◆ Records excerpted from a collection:
_ _ _

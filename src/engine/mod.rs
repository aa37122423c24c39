// Copyright (C) 2025 Jeremy J. Carroll. See LICENSE for details.

//! Non-deterministic search engine.
//!
//! This module implements a backtracking search engine that runs predicates
//! in sequence. The engine coordinates with the trail to provide automatic
//! state restoration on backtracking.
//!
//! # Architecture
//!
//! The engine maintains a stack of predicate execution states; it plays the
//! role of the recursion stack of a depth-first search. Each stack entry tracks:
//! - Which predicate is executing
//! - Current round number (for predicates that execute multiple times)
//! - Choice mode state (whether we're trying alternatives)
//! - Current choice index (when in choice mode)
//!
//! Execution model:
//! 1. Call try_pred(round) on each predicate
//! 2. If Success: advance to next predicate
//! 3. If SuccessSamePredicate: increment round, stay at same predicate
//! 4. If Choices(n): enter choice mode, call retry_pred(round, 0..n-1)
//! 5. If Failure: backtrack to previous stack entry
//! 6. If Suspend: pause and return control to caller
//!
//! A predicate that succeeded without offering choices is deterministic:
//! backtracking into it undoes its changes and continues backtracking.
//!
//! # Example
//!
//! ```
//! use doubleword_square::config::{LetterOrder, SearchConfig};
//! use doubleword_square::context::SearchContext;
//! use doubleword_square::engine::EngineBuilder;
//! use doubleword_square::lexicon::Lexicon;
//! use doubleword_square::predicates::{FillSquarePredicate, SuspendPredicate};
//!
//! let lexicon = Lexicon::new(1, ["a", "b"], LetterOrder::Rarest);
//! let mut ctx = SearchContext::new(lexicon, SearchConfig::new(1));
//! let engine = EngineBuilder::new()
//!     .add(Box::new(FillSquarePredicate::new(0)))
//!     .terminal(Box::new(SuspendPredicate))
//!     .build();
//!
//! // Engine is consumed, returns Some(engine) if suspended
//! if let Some(engine) = engine.search(&mut ctx) {
//!     assert!(ctx.state.grid.is_full());
//!     // Resuming looks for the next square
//!     let _ = engine.search(&mut ctx);
//! }
//! ```

pub mod predicate;

pub use predicate::{Predicate, PredicateResult, TerminalPredicate};

use crate::context::SearchContext;

/// Initial capacity of the predicate stack.
const STACK_CAPACITY: usize = 128;

/// Stack entry tracking the state of one predicate execution.
#[derive(Debug)]
struct StackEntry {
    /// Index of the predicate in the predicates list.
    predicate_index: usize,

    /// Current round number (incremented by SuccessSamePredicate).
    round: usize,

    /// Whether we're in choice mode (exploring alternatives).
    in_choice_mode: bool,

    /// Current choice being tried (when in_choice_mode is true).
    current_choice: usize,

    /// Total number of choices (when in_choice_mode is true).
    num_choices: usize,

    /// Trail checkpoint for this stack entry.
    trail_checkpoint: usize,
}

impl StackEntry {
    fn new(predicate_index: usize, round: usize, trail_checkpoint: usize) -> Self {
        Self {
            predicate_index,
            round,
            in_choice_mode: false,
            current_choice: 0,
            num_choices: 0,
            trail_checkpoint,
        }
    }

    /// After a deterministic success there is nothing left to retry.
    fn exhaust(&mut self) {
        self.in_choice_mode = true;
        self.current_choice = 0;
        self.num_choices = 0;
    }
}

/// Search engine that coordinates predicate execution and backtracking.
///
/// The engine runs predicates in sequence, managing rounds, choices, and
/// backtracking automatically via the trail.
pub struct SearchEngine {
    /// List of predicates to execute in sequence.
    predicates: Vec<Box<dyn Predicate>>,

    /// Stack of predicate execution states.
    stack: Vec<StackEntry>,

    /// Whether the last `search` call returned through a Suspend.
    suspended: bool,

    /// Statistics: number of try_pred calls.
    try_count: u64,

    /// Statistics: number of retry_pred calls (backtracks).
    retry_count: u64,
}

impl SearchEngine {
    /// Create a new search engine with the given predicates.
    ///
    /// Prefer [`EngineBuilder`], which guarantees a terminal predicate.
    pub fn new(predicates: Vec<Box<dyn Predicate>>) -> Self {
        Self {
            predicates,
            stack: Vec::with_capacity(STACK_CAPACITY),
            suspended: false,
            try_count: 0,
            retry_count: 0,
        }
    }

    /// Run the search until it suspends or is exhausted.
    ///
    /// Consumes the engine and returns:
    /// - `Some(engine)` if suspended - calling search() again resumes by
    ///   backtracking from the suspension point
    /// - `None` if exhausted (backtracked past first predicate) - search is complete
    ///
    /// Results are delivered via side effects on `ctx`, not by the return value.
    ///
    /// # Panics
    ///
    /// Panics if the predicate sequence is invalid (reaches the end without FAIL or SUSPEND),
    /// or if retry_pred returns Choices or Suspend.
    pub fn search(mut self, ctx: &mut SearchContext) -> Option<Self> {
        if self.suspended {
            // Resume: treat the suspending predicate as failed.
            self.suspended = false;
            self.stack.pop();
        } else {
            self.stack.clear();
            self.try_count = 0;
            self.retry_count = 0;

            if self.predicates.is_empty() {
                return None; // Empty is exhausted
            }
            self.stack.push(StackEntry::new(0, 0, ctx.trail.len()));
        }

        // Main execution loop
        loop {
            // Check if we've backtracked past the first predicate
            let Some(entry) = self.stack.last_mut() else {
                tracing::debug!(
                    tries = self.try_count,
                    retries = self.retry_count,
                    "search exhausted"
                );
                return None;
            };

            // Rewind trail to this entry's checkpoint
            ctx.rewind_to(entry.trail_checkpoint);

            if !entry.in_choice_mode {
                // Call mode: try_pred
                let pred_idx = entry.predicate_index;
                let round = entry.round;
                self.try_count += 1;
                let result = self.predicates[pred_idx].try_pred(ctx, round);

                match result {
                    PredicateResult::Success => {
                        self.exhaust_top();
                        self.push_next_predicate(ctx);
                    }
                    PredicateResult::SuccessSamePredicate => {
                        self.exhaust_top();
                        self.push_same_predicate(ctx);
                    }
                    PredicateResult::Failure => {
                        // Backtrack
                        self.stack.pop();
                    }
                    PredicateResult::Choices(n) => {
                        // Enter choice mode; choices start from the state try_pred left
                        if let Some(entry) = self.stack.last_mut() {
                            entry.in_choice_mode = true;
                            entry.current_choice = 0;
                            entry.num_choices = n;
                            entry.trail_checkpoint = ctx.trail.len();
                        }
                    }
                    PredicateResult::Suspend => {
                        self.suspended = true;
                        return Some(self);
                    }
                }
            } else {
                // Check if we've exhausted all choices
                if entry.current_choice >= entry.num_choices {
                    self.stack.pop();
                    continue;
                }

                let pred_idx = entry.predicate_index;
                let round = entry.round;
                let choice = entry.current_choice;
                entry.current_choice += 1;
                self.retry_count += 1;
                let result = self.predicates[pred_idx].retry_pred(ctx, round, choice);

                match result {
                    PredicateResult::Success => {
                        self.push_next_predicate(ctx);
                    }
                    PredicateResult::SuccessSamePredicate => {
                        self.push_same_predicate(ctx);
                    }
                    PredicateResult::Failure => {
                        // Try next choice (loop continues)
                    }
                    PredicateResult::Choices(_) | PredicateResult::Suspend => {
                        panic!(
                            "{}::retry_pred returned invalid result: {:?}",
                            self.predicates[pred_idx].name(),
                            result
                        );
                    }
                }
            }
        }
    }

    fn exhaust_top(&mut self) {
        if let Some(entry) = self.stack.last_mut() {
            entry.exhaust();
        }
    }

    /// Push a new stack entry for the next predicate in sequence.
    ///
    /// Panics if we've reached the end of the predicate sequence, as this indicates
    /// an invalid program (all valid programs must end with FAIL or SUSPEND).
    fn push_next_predicate(&mut self, ctx: &SearchContext) {
        let next_index = self.stack.last().map_or(0, |e| e.predicate_index + 1);

        if next_index >= self.predicates.len() {
            panic!(
                "Invalid predicate sequence: reached end without FAIL or SUSPEND. \
                 All predicate programs must terminate with a FAIL or SUSPEND predicate."
            );
        }

        self.stack.push(StackEntry::new(next_index, 0, ctx.trail.len()));
    }

    /// Push a new stack entry for the same predicate with incremented round.
    fn push_same_predicate(&mut self, ctx: &SearchContext) {
        let (pred_index, next_round) = self
            .stack
            .last()
            .map_or((0, 0), |e| (e.predicate_index, e.round + 1));

        self.stack.push(StackEntry::new(pred_index, next_round, ctx.trail.len()));
    }

    /// Get statistics about the search.
    ///
    /// Returns (try_count, retry_count) showing how many times predicates
    /// were tried and retried since the search started.
    pub fn statistics(&self) -> (u64, u64) {
        (self.try_count, self.retry_count)
    }
}

/// Builds a [`SearchEngine`] whose program always ends with a terminal predicate.
#[derive(Default)]
pub struct EngineBuilder {
    predicates: Vec<Box<dyn Predicate>>,
}

impl EngineBuilder {
    pub fn new() -> Self {
        Self::default()
    }

    /// Append a predicate to the program.
    pub fn add(mut self, predicate: Box<dyn Predicate>) -> Self {
        self.predicates.push(predicate);
        self
    }

    /// Append the terminal predicate and finish the program.
    pub fn terminal<T: TerminalPredicate + 'static>(self, predicate: Box<T>) -> TerminatedBuilder {
        let mut predicates = self.predicates;
        predicates.push(predicate);
        TerminatedBuilder { predicates }
    }
}

/// An [`EngineBuilder`] after its terminal predicate has been added.
pub struct TerminatedBuilder {
    predicates: Vec<Box<dyn Predicate>>,
}

impl TerminatedBuilder {
    pub fn build(self) -> SearchEngine {
        SearchEngine::new(self.predicates)
    }
}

_ _ _

◆ INSTRUCTIONS TO FOLLOW: The answer must be the line containing "with a terminal predicate." and every line after it through the end of the records, repeated exactly.

◆ ANSWER FOR THIS EXERCISE:
/// Builds a [`SearchEngine`] whose program always ends with a terminal predicate.
#[derive(Default)]
pub struct EngineBuilder {
    predicates: Vec<Box<dyn Predicate>>,
}

impl EngineBuilder {
    pub fn new() -> Self {
        Self::default()
    }

    /// Append a predicate to the program.
    pub fn add(mut self, predicate: Box<dyn Predicate>) -> Self {
        self.predicates.push(predicate);
        self
    }

    /// Append the terminal predicate and finish the program.
    pub fn terminal<T: TerminalPredicate + 'static>(self, predicate: Box<T>) -> TerminatedBuilder {
        let mut predicates = self.predicates;
        predicates.push(predicate);
        TerminatedBuilder { predicates }
    }
}

/// An [`EngineBuilder`] after its terminal predicate has been added.
pub struct TerminatedBuilder {
    predicates: Vec<Box<dyn Predicate>>,
}

impl TerminatedBuilder {
    pub fn build(self) -> SearchEngine {
        SearchEngine::new(self.predicates)
    }
}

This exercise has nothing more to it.